Há dez anos, no dia 31 de agosto de 2012, falecia o Cardeal Carlo Maria Martini, Arcebispo emérito de Milão. Comecei a admirá-lo no momento em que, como estudante de Teologia, tomei contacto com os seus livros e posteriormente o escutei, em Roma. A sua grandeza e caráter ilustre tornam difícil a tarefa de o apresentar em tão curto espaço, mas nem por isso posso deixar de o fazer.
Carlo Maria Martini nasceu a 15 de fevereiro de 1927, em Turim, sendo seus pais Leonardo Martini e Olga Martini. Pretendiam que fosse médico e ficaram surpreendidos quando, com 17 anos de idade, o filho optou pela vida religiosa, ingressando na Companhia de Jesus. Feito o curso de Teologia, foi ordenado sacerdote, em Turim, no ano de 1952.
Seguiu para Roma, a fim de continuar estudos na Universidade Gregoriana e, após isso, no Pontificio Istituto Biblico, onde, em 1962, começou a lecionar. Aí, não apenas foi professor, como também decano e reitor. Em 1969, Paulo VI nomeou-o Magnífico Reitor da Universidade Gregoriana, cargo que exerceu até 1978. Por estes anos, publicou um comentário ao livro dos Atos dos Apóstolos e diversos outros estudos científicos; pregou exercícios espirituais, inclusive para a Cúria Romana, a convite de Paulo VI; e empenhou-se no diálogo ecuménico e de aproximação ao mundo judaico. Além disso, foi o único católico que integrou o comité internacional que preparou a edição crítica The Greek New Testament, editada pela Deutsche Bibelgesellschaft e pela United Bible Societies, em 1966.

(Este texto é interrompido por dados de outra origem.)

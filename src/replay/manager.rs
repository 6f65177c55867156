//! Network Trace Manager
//!
//! Builds a ready-to-replay instance from a configuration:
//!
//! ```text
//! InstanceConfig ──▶ MappingCatalog ──▶ RTT file ──▶ load (random/start_time) ──┐ anchor
//!                                   └─▶ BW file  ──▶ load (anchored) ◀──────────┘
//!                                                        │
//!                                              compact both, build cursors
//! ```
//!
//! Construction either yields a manager whose every query succeeds or an
//! [`InvalidConfiguration`] describing which terminal status was reached.

use std::collections::BTreeSet;
use std::fmt;
use std::path::{Path, PathBuf};

use anyhow::{anyhow, Result};
use rand::SeedableRng;
use rand_chacha::ChaCha8Rng;
use tracing::{debug, info, warn};

use super::catalog::{CatalogField, MappingCatalog, MappingEntry, TraceFilter, TraceQuery};
use super::clock::{format_timestamp, Nanos};
use super::compact::compact;
use super::config::{ConfigSection, InstanceConfig};
use super::cursor::{CursorError, ReplayCursor, ReplaySample};
use super::loader::{self, StartPosition};
use super::recording::Recording;
use super::sample::Metric;
use super::timeseries::{extract, Timeseries};

/// Outcome of validating and loading an instance.
#[derive(Debug, Clone, Copy, PartialEq, Eq, Hash)]
pub enum InstanceStatus {
    Ready,
    /// Required key missing or a value malformed.
    WrongConfiguration,
    /// No usable recording for one of the metrics.
    WrongInputFilePath,
}

impl InstanceStatus {
    /// Numeric status code (0 ready, negative on failure).
    pub fn code(&self) -> i32 {
        match self {
            Self::Ready => 0,
            Self::WrongConfiguration => -1,
            Self::WrongInputFilePath => -2,
        }
    }
}

impl fmt::Display for InstanceStatus {
    fn fmt(&self, f: &mut fmt::Formatter<'_>) -> fmt::Result {
        match self {
            Self::Ready => write!(f, "READY"),
            Self::WrongConfiguration => write!(f, "WRONG_CONFIGURATION"),
            Self::WrongInputFilePath => write!(f, "WRONG_INPUTFILEPATH"),
        }
    }
}

/// The single failure kind raised by instance construction.
///
/// Callers that need to distinguish a bad configuration from a missing
/// recording inspect [`InvalidConfiguration::status`].
#[derive(Debug, Clone, PartialEq, Eq)]
pub struct InvalidConfiguration {
    status: InstanceStatus,
    reason: String,
}

impl InvalidConfiguration {
    fn wrong_configuration(reason: impl Into<String>) -> Self {
        Self {
            status: InstanceStatus::WrongConfiguration,
            reason: reason.into(),
        }
    }

    fn wrong_input_file_path(reason: impl Into<String>) -> Self {
        Self {
            status: InstanceStatus::WrongInputFilePath,
            reason: reason.into(),
        }
    }

    pub fn status(&self) -> InstanceStatus {
        self.status
    }

    pub fn reason(&self) -> &str {
        &self.reason
    }
}

impl fmt::Display for InvalidConfiguration {
    fn fmt(&self, f: &mut fmt::Formatter<'_>) -> fmt::Result {
        write!(f, "invalid configuration ({}): {}", self.status, self.reason)
    }
}

impl std::error::Error for InvalidConfiguration {}

/// Replays one RTT and one bandwidth recording for a configured experiment.
#[derive(Debug)]
pub struct NetworkTraceManager {
    config: InstanceConfig,
    catalog: MappingCatalog,
    rtt: ReplayCursor,
    bandwidth: ReplayCursor,
    rtt_file: PathBuf,
    bandwidth_file: PathBuf,
    anchor: Nanos,
}

impl NetworkTraceManager {
    /// Validate a raw section and build the instance.
    pub fn from_section(section: &ConfigSection) -> Result<Self, InvalidConfiguration> {
        let config = InstanceConfig::from_section(section).map_err(|e| {
            warn!("Rejected configuration: {}", e);
            InvalidConfiguration::wrong_configuration(e.to_string())
        })?;
        Self::new(config)
    }

    pub fn new(config: InstanceConfig) -> Result<Self, InvalidConfiguration> {
        log_configuration(&config);

        let catalog = MappingCatalog::load(&config.mapping_file)
            .map_err(|e| InvalidConfiguration::wrong_input_file_path(format!("{:#}", e)))?;

        let query = config.trace_query();
        if let Some(leg) = config.conflicting_leg() {
            warn!(
                "direction = {:?} but sender/receiver form the {} leg; selection follows the identities",
                config.direction, leg
            );
        }

        debug!("Trace query: {:?}", query);
        let rtt_file = resolve_file(&catalog, Metric::Rtt, &query, &config.mapping_file)?;
        let bandwidth_file = resolve_file(&catalog, Metric::Bandwidth, &query, &config.mapping_file)?;
        info!("rtt trace file: {}", rtt_file.display());
        info!("bandwidth trace file: {}", bandwidth_file.display());

        let rtt_recording = load_recording(&rtt_file)?;
        let bandwidth_recording = load_recording(&bandwidth_file)?;

        let mut rng = ChaCha8Rng::seed_from_u64(config.seed);
        let start = match config.start_time {
            Some(start_time) => StartPosition::Anchor(start_time),
            None => StartPosition::Random(&mut rng),
        };
        let rtt_trace = loader::load(&rtt_recording, start);
        let bandwidth_trace = loader::load::<ChaCha8Rng>(
            &bandwidth_recording,
            StartPosition::Anchor(rtt_trace.anchor),
        );

        info!(
            "Replay starts at {} (rtt index {}, bandwidth index {})",
            format_timestamp(rtt_trace.anchor),
            rtt_trace.start_index,
            bandwidth_trace.start_index
        );

        let max_gap = config.max_tracegap();
        let anchor = rtt_trace.anchor;
        let mut rtt_sequence = rtt_trace.sequence;
        let mut bandwidth_sequence = bandwidth_trace.sequence;
        compact(&mut rtt_sequence, max_gap);
        compact(&mut bandwidth_sequence, max_gap);

        let rtt = ReplayCursor::new(Metric::Rtt, rtt_sequence, max_gap)
            .map_err(|e| InvalidConfiguration::wrong_configuration(e.to_string()))?;
        let bandwidth = ReplayCursor::new(Metric::Bandwidth, bandwidth_sequence, max_gap)
            .map_err(|e| InvalidConfiguration::wrong_configuration(e.to_string()))?;

        debug!(
            "rtt: {} samples starting {}, bandwidth: {} samples starting {}",
            rtt.sequence().len(),
            format_timestamp(rtt.playback_timestamp()),
            bandwidth.sequence().len(),
            format_timestamp(bandwidth.playback_timestamp())
        );

        Ok(Self {
            config,
            catalog,
            rtt,
            bandwidth,
            rtt_file,
            bandwidth_file,
            anchor,
        })
    }

    /// Advance one metric's playback by `seconds`.
    pub fn advance(&mut self, metric: Metric, seconds: f64) -> Result<ReplaySample, CursorError> {
        self.cursor_mut(metric).advance(seconds)
    }

    pub fn get_rtt(&mut self, seconds: f64) -> Result<ReplaySample, CursorError> {
        self.advance(Metric::Rtt, seconds)
    }

    pub fn get_bandwidth(&mut self, seconds: f64) -> Result<ReplaySample, CursorError> {
        self.advance(Metric::Bandwidth, seconds)
    }

    /// Advance both metrics by the same elapsed time. The two cursors are
    /// independent and may sit at different positions of their sequences.
    pub fn get_networkvalues(
        &mut self,
        seconds: f64,
    ) -> Result<(ReplaySample, ReplaySample), CursorError> {
        let rtt = self.get_rtt(seconds)?;
        let bandwidth = self.get_bandwidth(seconds)?;
        Ok((rtt, bandwidth))
    }

    pub fn timeseries(&self, metric: Metric) -> Timeseries {
        extract(self.cursor(metric).sequence())
    }

    pub fn get_rtt_timeseries(&self) -> Timeseries {
        self.timeseries(Metric::Rtt)
    }

    pub fn get_bandwidth_timeseries(&self) -> Timeseries {
        self.timeseries(Metric::Bandwidth)
    }

    /// Distinct catalog values of `field` (JSON key name), ignoring the configuration.
    pub fn get_all_values(&self, field: &str) -> Result<BTreeSet<String>> {
        let field: CatalogField = field.parse().map_err(|e: String| anyhow!(e))?;
        Ok(self.catalog.all_values(field))
    }

    /// Catalog entries in `mapping_file` matching `filter`.
    pub fn get_tracelist(
        mapping_file: impl AsRef<Path>,
        filter: &TraceFilter,
    ) -> Result<Vec<MappingEntry>> {
        let catalog = MappingCatalog::load(mapping_file)?;
        Ok(catalog.lookup(filter).into_iter().cloned().collect())
    }

    pub fn cursor(&self, metric: Metric) -> &ReplayCursor {
        match metric {
            Metric::Rtt => &self.rtt,
            Metric::Bandwidth => &self.bandwidth,
        }
    }

    fn cursor_mut(&mut self, metric: Metric) -> &mut ReplayCursor {
        match metric {
            Metric::Rtt => &mut self.rtt,
            Metric::Bandwidth => &mut self.bandwidth,
        }
    }

    /// Always `Ready`: a failed instance is never constructed.
    pub fn status(&self) -> InstanceStatus {
        InstanceStatus::Ready
    }

    pub fn config(&self) -> &InstanceConfig {
        &self.config
    }

    pub fn catalog(&self) -> &MappingCatalog {
        &self.catalog
    }

    /// Recording file backing `metric`.
    pub fn trace_file(&self, metric: Metric) -> &Path {
        match metric {
            Metric::Rtt => &self.rtt_file,
            Metric::Bandwidth => &self.bandwidth_file,
        }
    }

    /// Absolute time both metrics were aligned to at construction.
    pub fn anchor(&self) -> Nanos {
        self.anchor
    }
}

fn log_configuration(config: &InstanceConfig) {
    info!("NetworkTraceManager instance configuration:");
    for (key, value) in config.section() {
        info!("\t{} = {}", key, value);
    }
}

fn resolve_file(
    catalog: &MappingCatalog,
    metric: Metric,
    query: &TraceQuery,
    mapping_file: &Path,
) -> Result<PathBuf, InvalidConfiguration> {
    catalog.resolve_file(metric, query).ok_or_else(|| {
        warn!("No {} recording in {}", metric, mapping_file.display());
        InvalidConfiguration::wrong_input_file_path(format!(
            "no {} recording in {} matches the configuration",
            metric,
            mapping_file.display()
        ))
    })
}

fn load_recording(path: &Path) -> Result<Recording, InvalidConfiguration> {
    Recording::load(path).map_err(|e| {
        warn!("{:#}", e);
        InvalidConfiguration::wrong_input_file_path(format!("{:#}", e))
    })
}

A 29 de dezembro de 1979, foi nomeado arcebispo de Milão pelo Papa João Paulo II, tomando posse da diocese a 10 de fevereiro do ano seguinte. Rapidamente se destacou por duas das muitas iniciativas que aí levou a cabo: a “Escola da Palavra”, com o intuito de aproximar os leigos da Sagrada Escritura; e a “Cátedra dos não crentes”, encontros em que dialogava com pessoas “em busca da verdade”. Famosos se tornaram também os programas pastorais com que alimentava a fé e a reflexão dos católicos da maior diocese do mundo. Foi também João Paulo II quem o constituiu Cardeal, a 2 de fevereiro de 1983.
Em 1987, foi eleito presidente do Conselho das Conferências Episcopais Europeias (CCEE), cargo que ocupou até 1993. No ano 2000, recebeu o prémio Príncipe das Astúrias, em Ciências Sociais. Durante todos estes anos, foi uma voz muito ouvida na Igreja Universal e, por isso, muitas vezes apontado como possível sucessor de João Paulo II, mesmo se não desejado pela Cúria Romana.
Em 2002, passou a arcebispo emérito e optou por viver em Jerusalém, entregando-se ao estudo e à oração. Por razões de saúde, regressou à Itália, onde veio a falecer a 31 de agosto de 2012. No epitáfio da sua sepultura, localizada numa capela da imponente catedral de Milão, está reproduzido o v. 105 do Sl 119: “A tua palavra é farol para os meus passos e luz para os meus caminhos”.
São inúmeros os livros que escreveu pela própria mão ou que surgiram a partir das suas preleções. Eis apenas alguns: Em que crê quem não crê (cartas trocadas com Umberto Eco), Procuro uma verdade..., Falar com o coração, Quem é Jesus?, Tomados de Assombro, Bíblia e vocação, Que beleza salvará o mundo?, A prática do texto bíblico, Colóquios noturnos em Jerusalém, na quase totalidade traduzidos para português.
Na mensagem que enviou para ser lida no seu funeral, o Papa Bento XVI recordava-o como “generoso e fiel pastor da Igreja, incansável servidor do Evangelho e da Jerusalém celeste”. Acrescentava ainda que “ele soube ensinar aos crentes e aos que buscam a verdade, que a única palavra digna de ser escutada, aceite e seguida é a de Deus, porque indica a todos o caminho da verdade e do amor”.
Também por cá houve reações à sua morte: “Impressionava pela sua simplicidade, cultura, clarividência, coragem. Vivia o Vaticano II a sério e nele se inspirava nas suas intervenções públicas e nos seus escritos, sempre apreciados pelo indiscutível valor e clarividência” (D. António Marcelino, Correio do Vouga, 6 de setembro de 2012).
Em síntese, Carlo Maria Martini foi um biblista notável, um professor insigne e um pastor dedicado. Leio e releio os seus escritos, neles me inspiro e deles retiro um enorme proveito espiritual e pastoral. Deixou-nos há dez anos, mas, por ser intemporal, o seu legado permanece.